• Supplied material:
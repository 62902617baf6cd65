//! Riftworks Core -- shared primitives for the station simulation.
//!
//! This crate provides deterministic fixed-point arithmetic, typed ids, the
//! SplitMix64 random source, the simulation clock and pause bookkeeping,
//! sparse magnitude vectors, and the buffered event bus that every other
//! Riftworks crate builds on.
//!
//! # Key Types
//!
//! - [`fixed::Fixed64`] -- Q32.32 fixed-point type for deterministic math.
//! - [`magnitude::MagnitudeVector`] -- sparse keyed magnitudes ("chaos")
//!   with exclusive and union combinators.
//! - [`rng::SimRng`] -- SplitMix64 generator behind the
//!   [`rng::RandomSource`] trait.
//! - [`clock::Clock`] / [`clock::PauseTracker`] -- absolute tick stamps and
//!   one-shot pause reports.
//! - [`event::EventBus`] -- typed event bus with buffered delivery.

pub mod clock;
pub mod event;
pub mod fixed;
pub mod id;
pub mod magnitude;
pub mod rng;

#[cfg(any(test, feature = "test-utils"))]
pub mod test_utils;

• Assigned task: Could you copy out every line in the listing where the word "Riftworks" appears?

• Task response:
//! Riftworks Core -- shared primitives for the station simulation.
//! Riftworks crate builds on.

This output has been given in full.